Mit vereinten Kräften
Die Pflege rund ums Denkmal an der St.-Magnus-Straße obliegt dem Heimatverein, dem Kyffhäuserverband und dem Ordnungsamt. Dort trafen sich die Beteiligten mit den Anliegern im April 2018 und beschlossen, die Begrenzung zur Straße einheitlich mit Findlingen zu gestalten. Zudem sollten im August Sträucher gepflanzt werden, dazwischen sollten Zwiebeln für Osterglocken und Wildtulpen gesetzt werden.
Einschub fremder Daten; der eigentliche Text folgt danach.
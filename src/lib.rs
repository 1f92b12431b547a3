//! # Stratum - Real-time multi-agent execution server
//!
//! Stratum accepts one WebSocket connection per client and project, routes
//! each inbound message to an agent in the project's hierarchy, streams the
//! agent's generation from an upstream text-generation service back to the
//! client, and enforces per-user daily quotas.
//!
//! ## Features
//!
//! - **Connection Gate**: bearer token verification and project ownership
//! - **Sessions**: ordered event stream with one in-flight execution per connection
//! - **Agent Hierarchy**: role-based routing, delegation and task completion
//! - **Quotas**: atomic, idempotent daily action counting plus token accounting
//! - **Persistence**: SQLite or PostgreSQL, or fully in memory
//! - **Metrics**: Prometheus metrics for monitoring
//! - **Health Checks**: Kubernetes-ready health endpoints
//!
//! ## Quick Start
//!
//! ```rust,no_run
//! use stratum::config::Settings;
//! use stratum::{create_app, AppContext};
//!
//! #[tokio::main]
//! async fn main() -> anyhow::Result<()> {
//!     let settings = Settings::new()?;
//!     let ctx = AppContext::from_settings(&settings).await?;
//!     let app = create_app(&ctx);
//!
//!     let listener = tokio::net::TcpListener::bind("127.0.0.1:3000").await?;
//!     axum::serve(listener, app).await?;
//!     Ok(())
//! }
//! ```
//!
//! ## Architecture
//!
//! Stratum follows Hexagonal Architecture:
//! - **Domain**: Core types and the storage/verification ports
//! - **Session / Quota / Agents**: the execution core
//! - **Adapters**: HTTP, WebSocket, auth and in-memory implementations
//! - **Persistence**: SQL implementations of the ports
//! - **Config**: Configuration management

pub mod adapters;
pub mod agents;
pub mod cli;
pub mod config;
pub mod domain;
pub mod persistence;
pub mod quota;
pub mod session;

use std::sync::Arc;

use axum::{routing::get, Router};

use crate::adapters::health_handler::HealthHandler;
use crate::adapters::jwt_verifier::JwtVerifier;
use crate::adapters::memory_store::{
    InMemoryInstanceStore, InMemoryProjectDirectory, InMemoryRecordSink,
};
use crate::adapters::metrics_handler::{MetricsCollector, MetricsHandler};
use crate::adapters::ws_handler::{ws_handler, WsState};
use crate::agents::hierarchy::HierarchyRouter;
use crate::agents::llm::{GenerationBackend, HttpUpstream};
use crate::agents::prompt::PromptRenderer;
use crate::agents::token::TokenCounter;
use crate::config::Settings;
use crate::domain::{InstancePort, ProjectPort, RecordPort, TokenPort, UsagePort};
use crate::persistence::DataStore;
use crate::quota::{InMemoryUsageStore, QuotaGate};
use crate::session::{ConnectionGate, SessionServices};

/// Everything a running server is wired from
#[derive(Clone)]
pub struct AppContext {
    pub settings: Settings,
    pub gate: ConnectionGate,
    pub services: SessionServices,
    pub metrics: Arc<MetricsCollector>,
    /// Absent when every store is in memory
    pub store: Option<DataStore>,
}

/// Port implementations, either all SQL or all in memory
struct Stores {
    projects: Arc<dyn ProjectPort>,
    usage: Arc<dyn UsagePort>,
    instances: Arc<dyn InstancePort>,
    records: Arc<dyn RecordPort>,
    store: Option<DataStore>,
}

impl AppContext {
    pub async fn from_settings(settings: &Settings) -> anyhow::Result<Self> {
        let metrics = Arc::new(MetricsCollector::new()?);
        let upstream: Arc<dyn GenerationBackend> =
            Arc::new(HttpUpstream::new(&settings.upstream)?.with_metrics(metrics.clone()));
        Self::with_backend(settings, upstream, metrics).await
    }

    /// Wires the context around a caller-supplied generation backend.
    pub async fn with_backend(
        settings: &Settings,
        backend: Arc<dyn GenerationBackend>,
        metrics: Arc<MetricsCollector>,
    ) -> anyhow::Result<Self> {
        let stores = Self::open_stores(settings).await?;
        let tokens: Arc<dyn TokenPort> = Arc::new(JwtVerifier::from_config(&settings.auth)?);

        let quota = QuotaGate::new(stores.usage, settings.quota.limits()).with_metrics(metrics.clone());
        let router = HierarchyRouter::new(Arc::new(settings.catalog()), stores.instances);

        let services = SessionServices {
            quota: Arc::new(quota),
            router: Arc::new(router),
            backend,
            records: stores.records,
            prompts: Arc::new(PromptRenderer::new()?),
            metrics: metrics.clone(),
            tokens: TokenCounter::new(),
            upstream: settings.upstream.clone(),
            session: settings.session.clone(),
        };

        Ok(Self {
            settings: settings.clone(),
            gate: ConnectionGate::new(tokens, stores.projects),
            services,
            metrics,
            store: stores.store,
        })
    }

    async fn open_stores(settings: &Settings) -> anyhow::Result<Stores> {
        let Some(database) = &settings.database else {
            tracing::info!("No database configured, keeping all state in memory");
            let usage = settings
                .subscriptions
                .iter()
                .fold(InMemoryUsageStore::new(), |store, sub| {
                    store.with_limits(&sub.user_id, sub.limits())
                });
            return Ok(Stores {
                projects: Arc::new(InMemoryProjectDirectory::from_config(&settings.projects)),
                usage: Arc::new(usage),
                instances: Arc::new(InMemoryInstanceStore::new()),
                records: Arc::new(InMemoryRecordSink::new()),
                store: None,
            });
        };

        let store = DataStore::new(database).await?;
        tracing::info!(backend = store.backend().name(), "Connected to database");

        if database.auto_migrate {
            let result = store.migrate().await?;
            tracing::info!(
                applied = result.applied,
                skipped = result.skipped,
                "Database migrations complete"
            );
        }
        store.seed_from_settings(settings).await?;

        Ok(Stores {
            projects: store.projects().clone(),
            usage: store.usage().clone(),
            instances: store.instances().clone(),
            records: store.records().clone(),
            store: Some(store),
        })
    }
}

/// Creates the Axum application router with all endpoints configured.
pub fn create_app(ctx: &AppContext) -> Router {
    let health_handler = Arc::new(HealthHandler::new(ctx.store.clone()));
    let metrics_handler = Arc::new(MetricsHandler::new(ctx.metrics.clone()));

    let ws_state = WsState {
        gate: ctx.gate.clone(),
        services: ctx.services.clone(),
    };

    // Public routes (never throttled)
    let public_router = Router::new()
        // Health check endpoints
        .route("/health", get({
            let handler = health_handler.clone();
            move || {
                let h = handler.clone();
                async move { h.health().await }
            }
        }))
        .route("/health/ready", get({
            let handler = health_handler.clone();
            move || {
                let h = handler.clone();
                async move { h.ready().await }
            }
        }))
        .route("/health/live", get({
            let handler = health_handler.clone();
            move || {
                let h = handler.clone();
                async move { h.live().await }
            }
        }));

    let mut limited_router = Router::new()
        // Metrics endpoint
        .route("/metrics", get({
            let handler = metrics_handler.clone();
            move || {
                let h = handler.clone();
                async move { h.metrics().await }
            }
        }))
        // Execution sessions
        .route("/ws/projects/:project_id", get(ws_handler))
        .with_state(ws_state);

    if let Some(rate_limit) = &ctx.settings.rate_limit {
        if rate_limit.enabled {
            let limiter = crate::adapters::rate_limit::create_limiter(
                rate_limit.requests_per_second,
                rate_limit.burst_size,
            );

            limited_router = limited_router.layer(axum::middleware::from_fn_with_state(
                limiter,
                crate::adapters::rate_limit::rate_limit_middleware,
            ));
        }
    }

    let router = public_router.merge(limited_router);

    router
        .layer(tower_http::trace::TraceLayer::new_for_http())
        .layer(
            tower_http::cors::CorsLayer::new()
                .allow_origin(tower_http::cors::Any)
                .allow_methods(tower_http::cors::Any)
                .allow_headers(tower_http::cors::Any),
        )
}

#[cfg(test)]
mod tests {
    use super::*;
    use crate::config::RateLimitConfig;
    use axum::body::Body;
    use axum::http::{Request, StatusCode};
    use http_body_util::BodyExt;
    use tower::ServiceExt;

    fn settings() -> Settings {
        let mut settings = Settings::default();
        settings.auth.jwt_secret = Some("secret".to_string());
        settings
    }

    fn get_request(uri: &str) -> Request<Body> {
        Request::builder().uri(uri).body(Body::empty()).unwrap()
    }

    #[tokio::test]
    async fn test_health_and_metrics_routes() {
        let ctx = AppContext::from_settings(&settings()).await.unwrap();
        let app = create_app(&ctx);

        let response = app.clone().oneshot(get_request("/health/live")).await.unwrap();
        assert_eq!(response.status(), StatusCode::OK);

        let response = app.clone().oneshot(get_request("/metrics")).await.unwrap();
        assert_eq!(response.status(), StatusCode::OK);
        let body = response.into_body().collect().await.unwrap().to_bytes();
        assert!(String::from_utf8_lossy(&body).contains("stratum_sessions_active"));

        let response = app.oneshot(get_request("/nowhere")).await.unwrap();
        assert_eq!(response.status(), StatusCode::NOT_FOUND);
    }

    #[tokio::test]
    async fn test_session_route_requires_websocket_upgrade() {
        let ctx = AppContext::from_settings(&settings()).await.unwrap();
        let app = create_app(&ctx);

        let response = app.oneshot(get_request("/ws/projects/p1")).await.unwrap();
        assert!(response.status().is_client_error());
    }

    #[tokio::test]
    async fn test_rate_limit_spares_health_routes() {
        let mut settings = settings();
        settings.rate_limit = Some(RateLimitConfig {
            enabled: true,
            requests_per_second: 1,
            burst_size: 1,
        });
        let ctx = AppContext::from_settings(&settings).await.unwrap();
        let app = create_app(&ctx);

        let first = app.clone().oneshot(get_request("/metrics")).await.unwrap();
        assert_eq!(first.status(), StatusCode::OK);
        let second = app.clone().oneshot(get_request("/metrics")).await.unwrap();
        assert_eq!(second.status(), StatusCode::TOO_MANY_REQUESTS);

        for _ in 0..3 {
            let response = app.clone().oneshot(get_request("/health")).await.unwrap();
            assert_eq!(response.status(), StatusCode::OK);
        }
    }

    #[tokio::test]
    async fn test_context_requires_signing_secret() {
        assert!(AppContext::from_settings(&Settings::default()).await.is_err());
    }

    #[tokio::test]
    async fn test_context_with_database_seeds_projects() {
        let mut settings = settings();
        settings.database = Some(crate::persistence::PersistenceConfig {
            url: "sqlite::memory:".to_string(),
            ..Default::default()
        });
        settings.projects = vec![crate::config::ProjectConfig {
            id: "p1".to_string(),
            owner_id: "alice".to_string(),
            name: None,
        }];

        let ctx = AppContext::from_settings(&settings).await.unwrap();
        let store = ctx.store.as_ref().unwrap();
        let access = crate::domain::ProjectPort::access(store.projects().as_ref(), "p1", "alice")
            .await
            .unwrap();
        assert_eq!(access, crate::domain::ProjectAccess::Owned);
    }
}
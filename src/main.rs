use clap::Parser;
use std::net::SocketAddr;
use stratum::cli::Cli;
use stratum::config::{LogFormat, Settings};
use stratum::{create_app, AppContext};
use tracing::info;
use tracing_subscriber::EnvFilter;

#[tokio::main]
async fn main() -> anyhow::Result<()> {
    let cli = Cli::parse();

    // Load configuration
    let settings = Settings::new_with_cli(&cli)?;

    // Initialize tracing
    let filter = EnvFilter::try_from_default_env()
        .unwrap_or_else(|_| EnvFilter::new("stratum=info,tower_http=info"));
    match settings.logging.format {
        LogFormat::Json => tracing_subscriber::fmt().json().with_env_filter(filter).init(),
        LogFormat::Pretty => tracing_subscriber::fmt().with_env_filter(filter).init(),
    }

    info!(
        "Starting Stratum on {}:{} (upstream {})",
        settings.server.host,
        settings.server.port,
        settings.upstream.endpoint()
    );

    let ctx = AppContext::from_settings(&settings).await?;
    let store = ctx.store.clone();
    let app = create_app(&ctx);

    // Start server
    let addr: SocketAddr = format!("{}:{}", settings.server.host, settings.server.port).parse()?;
    info!("Listening on {}", addr);
    let listener = tokio::net::TcpListener::bind(addr).await?;
    axum::serve(listener, app)
        .with_graceful_shutdown(async {
            let _ = tokio::signal::ctrl_c().await;
            info!("Shutdown signal received");
        })
        .await?;

    if let Some(store) = store {
        store.close().await;
    }

    Ok(())
}
//! Agent hierarchy routing
//!
//! Decides which instance receives an inbound message and mediates
//! delegation between instances of one project.

mod delegation;

pub use delegation::{Delegation, DelegationRequest, TaskCompletion};

use std::sync::Arc;

use crate::agents::catalog::AgentCatalog;
use crate::agents::domain::{AgentInstance, AgentRole};
use crate::agents::error::{AgentError, AgentResult};
use crate::domain::InstancePort;

/// Tool an agent calls to hand a task to a hireable role
pub const DELEGATE_TOOL: &str = "delegate";

/// Tool an agent calls to report its open task as done
pub const COMPLETE_TASK_TOOL: &str = "complete_task";

pub struct HierarchyRouter {
    catalog: Arc<AgentCatalog>,
    instances: Arc<dyn InstancePort>,
}

impl HierarchyRouter {
    pub fn new(catalog: Arc<AgentCatalog>, instances: Arc<dyn InstancePort>) -> Self {
        Self { catalog, instances }
    }

    pub fn catalog(&self) -> &AgentCatalog {
        &self.catalog
    }

    pub fn instances(&self) -> &Arc<dyn InstancePort> {
        &self.instances
    }

    /// Picks the addressee of an inbound message.
    ///
    /// An explicit target wins. Otherwise a follow-up goes to the instance
    /// holding an open task (the most recently assigned one if several do),
    /// and failing that to the top of the hierarchy.
    pub async fn resolve(
        &self,
        project_id: &str,
        target: Option<AgentRole>,
    ) -> AgentResult<AgentInstance> {
        if let Some(role) = target {
            self.catalog.require(role)?;
            return Ok(self.instances.provision(project_id, role).await?);
        }

        let instances = self.instances.list(project_id).await?;
        let follow_up = instances
            .into_iter()
            .filter(|instance| instance.is_active && self.catalog.get(instance.role).is_some())
            .filter_map(|instance| {
                let assigned_at = instance.working_memory.open_task.as_ref()?.assigned_at;
                Some((assigned_at, instance))
            })
            .max_by_key(|(assigned_at, _)| *assigned_at)
            .map(|(_, instance)| instance);

        if let Some(instance) = follow_up {
            tracing::debug!(
                project_id = %project_id,
                role = %instance.role,
                "Routing follow-up to instance with an open task"
            );
            return Ok(instance);
        }

        let top = self
            .catalog
            .top()
            .ok_or_else(|| AgentError::Validation("agent catalog is empty".to_string()))?;
        Ok(self.instances.provision(project_id, top.role).await?)
    }
}

#[cfg(test)]
mod tests {
    use super::*;
    use crate::adapters::memory_store::InMemoryInstanceStore;
    use crate::agents::domain::OpenTask;
    use chrono::{Duration, Utc};

    fn router() -> (HierarchyRouter, Arc<InMemoryInstanceStore>) {
        let store = Arc::new(InMemoryInstanceStore::new());
        let router = HierarchyRouter::new(Arc::new(AgentCatalog::default()), store.clone());
        (router, store)
    }

    fn open_task(minutes_ago: i64) -> OpenTask {
        OpenTask {
            message_id: uuid::Uuid::new_v4().to_string(),
            from_instance: "orchestrator-instance".to_string(),
            from_role: AgentRole::Orchestrator,
            description: "do the thing".to_string(),
            requires_response: true,
            assigned_at: Utc::now() - Duration::minutes(minutes_ago),
        }
    }

    #[tokio::test]
    async fn test_defaults_to_top_of_hierarchy() {
        let (router, _) = router();
        let instance = router.resolve("p1", None).await.unwrap();
        assert_eq!(instance.role, AgentRole::Orchestrator);

        // Provisioning is idempotent
        let again = router.resolve("p1", None).await.unwrap();
        assert_eq!(again.id, instance.id);
    }

    #[tokio::test]
    async fn test_explicit_target_wins() {
        let (router, _) = router();
        let instance = router.resolve("p1", Some(AgentRole::Architect)).await.unwrap();
        assert_eq!(instance.role, AgentRole::Architect);
    }

    #[tokio::test]
    async fn test_unconfigured_target_is_rejected() {
        let store = Arc::new(InMemoryInstanceStore::new());
        let catalog = AgentCatalog::from_specs(crate::agents::catalog::default_specs().into_iter().take(1));
        let router = HierarchyRouter::new(Arc::new(catalog), store);
        let err = router.resolve("p1", Some(AgentRole::QaEngineer)).await.unwrap_err();
        assert!(matches!(err, AgentError::NotConfigured(AgentRole::QaEngineer)));
    }

    #[tokio::test]
    async fn test_follow_up_goes_to_latest_open_task() {
        let (router, store) = router();

        let mut lead = store.provision("p1", AgentRole::BackendLead).await.unwrap();
        lead.working_memory.open_task = Some(open_task(10));
        store.save(&lead).await.unwrap();

        let mut engineer = store.provision("p1", AgentRole::BackendEngineer).await.unwrap();
        engineer.working_memory.open_task = Some(open_task(1));
        store.save(&engineer).await.unwrap();

        let resolved = router.resolve("p1", None).await.unwrap();
        assert_eq!(resolved.id, engineer.id);

        // Other projects are unaffected
        let other = router.resolve("p2", None).await.unwrap();
        assert_eq!(other.role, AgentRole::Orchestrator);
    }
}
Im Mai wurden dann Blühstreifen an der Einfahrt zu Bellmers Wiese und am Wendehammer angelegt. „Leider konnten wir hier wegen der Wurzelausbreitung der Bäume nur zwei Blühstreifen maschinell anlegen„, erläutert Wiebken Jensen. Sabine Sameluck habe dann vorgeschlagen, das restliche Saatgut für weitere Blühstreifen am Wollaher Feld, der Mönchstraße vor der Autobahn, dem Verbindungsweg Heidkamp mit Stubbener Straße und an der Anlage gegenüber einzusetzen. “Dabei müssen nur Streifen zwischen den Bäumen angelegt werden, die werden sich dann mit der Zeit weiter aussäen“, so Jensen. Im Juni legte sie dann einen Blühstreifen Am Fredeholz an und säte gemeinsam mit Wolfgang Goltsche an Bellmers Wiese weiteren Schmetterlings- und Wildbienensaum aus.
Wiebken Jensen freut sich schon auf die zu erwartende Blütenpracht: „Ich bin gespannt, wie es diesen Sommer in Platjenwerbe aussehen wird.“ Die ausgesäten Blütensäume haben einen weiteren Vorteil: Sie sind weniger pflegeaufwendig. Zu häufiges Mähen oder das Mähen zum falschen Zeitpunkt könne das Ende der angelegten Blühstreifen bedeuten. Dann können sich Natternkopf und Glockenblume nicht weiterverbreiten. „Wir hoffen nicht nur, dass möglichst viele Anwohner einen Blühstreifen anlegen oder einen Teil ihres Gartens in ein Blühfeld verwandeln; es wäre auch schön, wenn sie die Blühstreifen bei Bedarf auch gießen würden."